**What this task involves:** Your reply should hold only the lines from the records below where "recipes" occurs.

***

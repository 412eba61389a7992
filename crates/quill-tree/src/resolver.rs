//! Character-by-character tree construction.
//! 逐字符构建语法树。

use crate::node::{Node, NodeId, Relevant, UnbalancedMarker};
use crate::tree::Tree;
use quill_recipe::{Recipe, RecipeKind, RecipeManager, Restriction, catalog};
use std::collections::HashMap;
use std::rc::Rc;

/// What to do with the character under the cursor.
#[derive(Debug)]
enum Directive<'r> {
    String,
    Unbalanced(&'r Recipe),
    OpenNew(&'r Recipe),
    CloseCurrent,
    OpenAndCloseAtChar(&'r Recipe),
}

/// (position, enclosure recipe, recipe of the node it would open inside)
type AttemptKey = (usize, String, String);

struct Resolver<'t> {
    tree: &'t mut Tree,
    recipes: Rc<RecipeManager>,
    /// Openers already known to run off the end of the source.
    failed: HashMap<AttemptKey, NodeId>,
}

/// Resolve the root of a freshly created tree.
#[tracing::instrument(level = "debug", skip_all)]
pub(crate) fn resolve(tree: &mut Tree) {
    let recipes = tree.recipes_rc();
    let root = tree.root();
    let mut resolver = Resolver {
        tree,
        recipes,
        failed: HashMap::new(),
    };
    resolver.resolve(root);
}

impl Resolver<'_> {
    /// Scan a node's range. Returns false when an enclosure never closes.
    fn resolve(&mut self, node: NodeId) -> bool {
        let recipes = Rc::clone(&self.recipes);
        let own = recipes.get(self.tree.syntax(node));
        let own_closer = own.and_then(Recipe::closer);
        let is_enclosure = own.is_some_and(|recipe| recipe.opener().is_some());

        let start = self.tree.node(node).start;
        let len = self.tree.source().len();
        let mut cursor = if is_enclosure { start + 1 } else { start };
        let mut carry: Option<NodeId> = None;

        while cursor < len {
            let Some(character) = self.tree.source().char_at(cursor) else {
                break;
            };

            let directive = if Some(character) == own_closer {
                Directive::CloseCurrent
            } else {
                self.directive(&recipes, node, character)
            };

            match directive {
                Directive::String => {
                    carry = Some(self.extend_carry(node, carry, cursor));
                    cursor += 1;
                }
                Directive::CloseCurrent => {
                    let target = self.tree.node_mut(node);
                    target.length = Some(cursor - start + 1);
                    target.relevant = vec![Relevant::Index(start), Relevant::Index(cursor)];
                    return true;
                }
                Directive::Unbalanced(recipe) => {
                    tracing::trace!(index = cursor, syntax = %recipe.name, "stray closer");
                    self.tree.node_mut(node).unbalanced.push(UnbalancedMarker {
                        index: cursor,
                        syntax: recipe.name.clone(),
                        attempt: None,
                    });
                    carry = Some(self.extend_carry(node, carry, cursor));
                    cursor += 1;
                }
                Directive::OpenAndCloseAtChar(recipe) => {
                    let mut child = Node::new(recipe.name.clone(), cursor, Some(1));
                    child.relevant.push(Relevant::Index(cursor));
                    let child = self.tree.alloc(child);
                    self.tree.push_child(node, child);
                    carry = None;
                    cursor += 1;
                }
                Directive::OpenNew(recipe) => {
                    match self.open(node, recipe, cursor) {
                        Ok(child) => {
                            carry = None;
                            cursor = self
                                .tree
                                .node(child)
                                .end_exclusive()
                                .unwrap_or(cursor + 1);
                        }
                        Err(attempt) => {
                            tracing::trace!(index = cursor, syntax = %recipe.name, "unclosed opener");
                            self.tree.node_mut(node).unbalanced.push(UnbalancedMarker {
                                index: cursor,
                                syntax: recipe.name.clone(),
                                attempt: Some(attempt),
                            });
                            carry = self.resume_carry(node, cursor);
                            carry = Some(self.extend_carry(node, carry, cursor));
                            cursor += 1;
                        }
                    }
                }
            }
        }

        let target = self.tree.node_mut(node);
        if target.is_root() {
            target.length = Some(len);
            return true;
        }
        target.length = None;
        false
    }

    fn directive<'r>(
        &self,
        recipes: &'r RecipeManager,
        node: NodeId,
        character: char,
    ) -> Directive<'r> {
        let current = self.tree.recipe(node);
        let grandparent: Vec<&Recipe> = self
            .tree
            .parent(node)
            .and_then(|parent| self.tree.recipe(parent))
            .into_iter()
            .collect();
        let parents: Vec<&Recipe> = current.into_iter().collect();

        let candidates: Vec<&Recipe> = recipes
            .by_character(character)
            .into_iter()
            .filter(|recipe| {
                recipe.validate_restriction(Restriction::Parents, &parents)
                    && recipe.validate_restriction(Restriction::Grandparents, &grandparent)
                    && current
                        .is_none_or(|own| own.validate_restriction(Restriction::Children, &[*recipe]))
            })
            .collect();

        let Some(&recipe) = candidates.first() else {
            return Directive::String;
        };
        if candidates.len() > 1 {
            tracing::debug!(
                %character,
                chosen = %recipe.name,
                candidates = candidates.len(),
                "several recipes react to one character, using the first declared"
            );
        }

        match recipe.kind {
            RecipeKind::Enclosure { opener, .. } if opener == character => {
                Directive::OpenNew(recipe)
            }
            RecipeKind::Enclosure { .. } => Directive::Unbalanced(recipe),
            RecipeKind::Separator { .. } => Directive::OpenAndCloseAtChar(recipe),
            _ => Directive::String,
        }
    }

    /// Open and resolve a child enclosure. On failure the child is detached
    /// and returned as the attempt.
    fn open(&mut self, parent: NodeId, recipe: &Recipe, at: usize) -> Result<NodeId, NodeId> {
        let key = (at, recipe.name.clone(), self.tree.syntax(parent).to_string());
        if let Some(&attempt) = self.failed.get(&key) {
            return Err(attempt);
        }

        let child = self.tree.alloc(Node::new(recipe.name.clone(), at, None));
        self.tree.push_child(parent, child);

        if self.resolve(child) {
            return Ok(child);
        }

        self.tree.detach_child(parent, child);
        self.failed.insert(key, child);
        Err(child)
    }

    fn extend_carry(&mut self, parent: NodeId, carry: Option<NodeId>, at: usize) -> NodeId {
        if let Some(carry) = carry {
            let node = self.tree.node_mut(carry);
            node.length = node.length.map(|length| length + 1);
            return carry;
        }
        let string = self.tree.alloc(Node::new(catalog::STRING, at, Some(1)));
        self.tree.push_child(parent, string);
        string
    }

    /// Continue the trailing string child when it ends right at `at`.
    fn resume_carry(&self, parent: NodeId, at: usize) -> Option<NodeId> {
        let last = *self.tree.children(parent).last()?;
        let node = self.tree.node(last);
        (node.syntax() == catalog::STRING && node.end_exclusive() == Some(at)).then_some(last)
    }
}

***

**Solution to the exercise:**
    recipes: Rc<RecipeManager>,
    let recipes = tree.recipes_rc();
        recipes,
        let recipes = Rc::clone(&self.recipes);
        let own = recipes.get(self.tree.syntax(node));
                self.directive(&recipes, node, character)
        recipes: &'r RecipeManager,
        let candidates: Vec<&Recipe> = recipes
                "several recipes react to one character, using the first declared"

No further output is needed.